TASK:
Print the data in full, exactly as it reads.

+===+

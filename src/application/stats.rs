use chrono::{Datelike, Utc};
use std::sync::atomic::{AtomicI32, AtomicU64, Ordering};
use tracing::info;

/// Lock-free reservation counters, kept per process.
///
/// Lifetime totals grow forever; the daily counters reset the first time a
/// reservation is recorded on a new calendar day (UTC). `lock_failures` is a
/// subset of `failed`, split out because it points at contention rather than
/// spent coupons.
#[derive(Debug)]
pub struct ReservationStats {
    total: AtomicU64,
    successful: AtomicU64,
    failed: AtomicU64,
    lock_failures: AtomicU64,
    /// Day ordinal the daily counters belong to.
    today: AtomicI32,
    today_total: AtomicU64,
    today_successful: AtomicU64,
}

/// Point-in-time copy of the counters with derived rates.
#[derive(Debug, Clone, Copy, PartialEq)]
pub struct StatsSnapshot {
    pub total: u64,
    pub successful: u64,
    pub failed: u64,
    pub lock_failures: u64,
    pub success_rate: f64,
    pub today_total: u64,
    pub today_successful: u64,
    pub today_success_rate: f64,
}

fn current_day() -> i32 {
    Utc::now().date_naive().num_days_from_ce()
}

fn rate(successful: u64, total: u64) -> f64 {
    if total == 0 {
        return 0.0;
    }
    successful as f64 / total as f64 * 100.0
}

impl ReservationStats {
    pub fn new() -> Self {
        Self {
            total: AtomicU64::new(0),
            successful: AtomicU64::new(0),
            failed: AtomicU64::new(0),
            lock_failures: AtomicU64::new(0),
            today: AtomicI32::new(current_day()),
            today_total: AtomicU64::new(0),
            today_successful: AtomicU64::new(0),
        }
    }

    pub fn record_success(&self) {
        self.record(true, current_day());
        self.successful.fetch_add(1, Ordering::Relaxed);
    }

    pub fn record_failure(&self) {
        self.record(false, current_day());
        self.failed.fetch_add(1, Ordering::Relaxed);
    }

    pub fn record_lock_failure(&self) {
        self.record(false, current_day());
        self.failed.fetch_add(1, Ordering::Relaxed);
        self.lock_failures.fetch_add(1, Ordering::Relaxed);
    }

    fn record(&self, success: bool, day: i32) {
        self.total.fetch_add(1, Ordering::Relaxed);
        self.roll_day(day);
        self.today_total.fetch_add(1, Ordering::Relaxed);
        if success {
            self.today_successful.fetch_add(1, Ordering::Relaxed);
        }
    }

    /// Resets the daily counters when `day` differs from the recorded one.
    /// Increments racing the reset may land in either day's bucket.
    fn roll_day(&self, day: i32) {
        let recorded = self.today.load(Ordering::Relaxed);
        if recorded == day {
            return;
        }
        if self
            .today
            .compare_exchange(recorded, day, Ordering::Relaxed, Ordering::Relaxed)
            .is_ok()
        {
            self.today_total.store(0, Ordering::Relaxed);
            self.today_successful.store(0, Ordering::Relaxed);
            info!("daily reservation counters reset");
        }
    }

    pub fn snapshot(&self) -> StatsSnapshot {
        let total = self.total.load(Ordering::Relaxed);
        let successful = self.successful.load(Ordering::Relaxed);
        let today_total = self.today_total.load(Ordering::Relaxed);
        let today_successful = self.today_successful.load(Ordering::Relaxed);
        StatsSnapshot {
            total,
            successful,
            failed: self.failed.load(Ordering::Relaxed),
            lock_failures: self.lock_failures.load(Ordering::Relaxed),
            success_rate: rate(successful, total),
            today_total,
            today_successful,
            today_success_rate: rate(today_successful, today_total),
        }
    }

    pub fn reset(&self) {
        self.total.store(0, Ordering::Relaxed);
        self.successful.store(0, Ordering::Relaxed);
        self.failed.store(0, Ordering::Relaxed);
        self.lock_failures.store(0, Ordering::Relaxed);
        self.today.store(current_day(), Ordering::Relaxed);
        self.today_total.store(0, Ordering::Relaxed);
        self.today_successful.store(0, Ordering::Relaxed);
    }
}

impl Default for ReservationStats {
    fn default() -> Self {
        Self::new()
    }
}

#[cfg(test)]
mod tests {
    use super::*;

    #[test]
    fn test_counters_accumulate() {
        let stats = ReservationStats::new();
        stats.record_success();
        stats.record_success();
        stats.record_failure();
        stats.record_lock_failure();

        let snapshot = stats.snapshot();
        assert_eq!(snapshot.total, 4);
        assert_eq!(snapshot.successful, 2);
        assert_eq!(snapshot.failed, 2);
        assert_eq!(snapshot.lock_failures, 1);
        assert_eq!(snapshot.success_rate, 50.0);
        assert_eq!(snapshot.today_total, 4);
        assert_eq!(snapshot.today_successful, 2);
    }

    #[test]
    fn test_totals_add_up() {
        let stats = ReservationStats::new();
        stats.record_success();
        stats.record_failure();
        stats.record_lock_failure();
        let snapshot = stats.snapshot();
        assert_eq!(snapshot.total, snapshot.successful + snapshot.failed);
        assert!(snapshot.lock_failures <= snapshot.failed);
    }

    #[test]
    fn test_empty_snapshot_has_zero_rates() {
        let snapshot = ReservationStats::new().snapshot();
        assert_eq!(snapshot.success_rate, 0.0);
        assert_eq!(snapshot.today_success_rate, 0.0);
    }

    #[test]
    fn test_day_rollover_resets_daily_counters() {
        let stats = ReservationStats::new();
        let day = current_day();
        stats.record(true, day);
        stats.record(true, day);
        assert_eq!(stats.snapshot().today_total, 2);

        // next day: daily bucket starts over, lifetime total keeps growing
        stats.record(false, day + 1);
        let snapshot = stats.snapshot();
        assert_eq!(snapshot.total, 3);
        assert_eq!(snapshot.today_total, 1);
        assert_eq!(snapshot.today_successful, 0);
    }

    #[test]
    fn test_reset_clears_everything() {
        let stats = ReservationStats::new();
        stats.record_success();
        stats.reset();
        let snapshot = stats.snapshot();
        assert_eq!(snapshot.total, 0);
        assert_eq!(snapshot.today_total, 0);
    }
}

+===+

EXERCISE RESULT:
filename src/application/stats.rs
use chrono::{Datelike, Utc};
use std::sync::atomic::{AtomicI32, AtomicU64, Ordering};
use tracing::info;

/// Lock-free reservation counters, kept per process.
///
/// Lifetime totals grow forever; the daily counters reset the first time a
/// reservation is recorded on a new calendar day (UTC). `lock_failures` is a
/// subset of `failed`, split out because it points at contention rather than
/// spent coupons.
#[derive(Debug)]
pub struct ReservationStats {
    total: AtomicU64,
    successful: AtomicU64,
    failed: AtomicU64,
    lock_failures: AtomicU64,
    /// Day ordinal the daily counters belong to.
    today: AtomicI32,
    today_total: AtomicU64,
    today_successful: AtomicU64,
}

/// Point-in-time copy of the counters with derived rates.
#[derive(Debug, Clone, Copy, PartialEq)]
pub struct StatsSnapshot {
    pub total: u64,
    pub successful: u64,
    pub failed: u64,
    pub lock_failures: u64,
    pub success_rate: f64,
    pub today_total: u64,
    pub today_successful: u64,
    pub today_success_rate: f64,
}

fn current_day() -> i32 {
    Utc::now().date_naive().num_days_from_ce()
}

fn rate(successful: u64, total: u64) -> f64 {
    if total == 0 {
        return 0.0;
    }
    successful as f64 / total as f64 * 100.0
}

impl ReservationStats {
    pub fn new() -> Self {
        Self {
            total: AtomicU64::new(0),
            successful: AtomicU64::new(0),
            failed: AtomicU64::new(0),
            lock_failures: AtomicU64::new(0),
            today: AtomicI32::new(current_day()),
            today_total: AtomicU64::new(0),
            today_successful: AtomicU64::new(0),
        }
    }

    pub fn record_success(&self) {
        self.record(true, current_day());
        self.successful.fetch_add(1, Ordering::Relaxed);
    }

    pub fn record_failure(&self) {
        self.record(false, current_day());
        self.failed.fetch_add(1, Ordering::Relaxed);
    }

    pub fn record_lock_failure(&self) {
        self.record(false, current_day());
        self.failed.fetch_add(1, Ordering::Relaxed);
        self.lock_failures.fetch_add(1, Ordering::Relaxed);
    }

    fn record(&self, success: bool, day: i32) {
        self.total.fetch_add(1, Ordering::Relaxed);
        self.roll_day(day);
        self.today_total.fetch_add(1, Ordering::Relaxed);
        if success {
            self.today_successful.fetch_add(1, Ordering::Relaxed);
        }
    }

    /// Resets the daily counters when `day` differs from the recorded one.
    /// Increments racing the reset may land in either day's bucket.
    fn roll_day(&self, day: i32) {
        let recorded = self.today.load(Ordering::Relaxed);
        if recorded == day {
            return;
        }
        if self
            .today
            .compare_exchange(recorded, day, Ordering::Relaxed, Ordering::Relaxed)
            .is_ok()
        {
            self.today_total.store(0, Ordering::Relaxed);
            self.today_successful.store(0, Ordering::Relaxed);
            info!("daily reservation counters reset");
        }
    }

    pub fn snapshot(&self) -> StatsSnapshot {
        let total = self.total.load(Ordering::Relaxed);
        let successful = self.successful.load(Ordering::Relaxed);
        let today_total = self.today_total.load(Ordering::Relaxed);
        let today_successful = self.today_successful.load(Ordering::Relaxed);
        StatsSnapshot {
            total,
            successful,
            failed: self.failed.load(Ordering::Relaxed),
            lock_failures: self.lock_failures.load(Ordering::Relaxed),
            success_rate: rate(successful, total),
            today_total,
            today_successful,
            today_success_rate: rate(today_successful, today_total),
        }
    }

    pub fn reset(&self) {
        self.total.store(0, Ordering::Relaxed);
        self.successful.store(0, Ordering::Relaxed);
        self.failed.store(0, Ordering::Relaxed);
        self.lock_failures.store(0, Ordering::Relaxed);
        self.today.store(current_day(), Ordering::Relaxed);
        self.today_total.store(0, Ordering::Relaxed);
        self.today_successful.store(0, Ordering::Relaxed);
    }
}

impl Default for ReservationStats {
    fn default() -> Self {
        Self::new()
    }
}

#[cfg(test)]
mod tests {
    use super::*;

    #[test]
    fn test_counters_accumulate() {
        let stats = ReservationStats::new();
        stats.record_success();
        stats.record_success();
        stats.record_failure();
        stats.record_lock_failure();

        let snapshot = stats.snapshot();
        assert_eq!(snapshot.total, 4);
        assert_eq!(snapshot.successful, 2);
        assert_eq!(snapshot.failed, 2);
        assert_eq!(snapshot.lock_failures, 1);
        assert_eq!(snapshot.success_rate, 50.0);
        assert_eq!(snapshot.today_total, 4);
        assert_eq!(snapshot.today_successful, 2);
    }

    #[test]
    fn test_totals_add_up() {
        let stats = ReservationStats::new();
        stats.record_success();
        stats.record_failure();
        stats.record_lock_failure();
        let snapshot = stats.snapshot();
        assert_eq!(snapshot.total, snapshot.successful + snapshot.failed);
        assert!(snapshot.lock_failures <= snapshot.failed);
    }

    #[test]
    fn test_empty_snapshot_has_zero_rates() {
        let snapshot = ReservationStats::new().snapshot();
        assert_eq!(snapshot.success_rate, 0.0);
        assert_eq!(snapshot.today_success_rate, 0.0);
    }

    #[test]
    fn test_day_rollover_resets_daily_counters() {
        let stats = ReservationStats::new();
        let day = current_day();
        stats.record(true, day);
        stats.record(true, day);
        assert_eq!(stats.snapshot().today_total, 2);

        // next day: daily bucket starts over, lifetime total keeps growing
        stats.record(false, day + 1);
        let snapshot = stats.snapshot();
        assert_eq!(snapshot.total, 3);
        assert_eq!(snapshot.today_total, 1);
        assert_eq!(snapshot.today_successful, 0);
    }

    #[test]
    fn test_reset_clears_everything() {
        let stats = ReservationStats::new();
        stats.record_success();
        stats.reset();
        let snapshot = stats.snapshot();
        assert_eq!(snapshot.total, 0);
        assert_eq!(snapshot.today_total, 0);
    }
}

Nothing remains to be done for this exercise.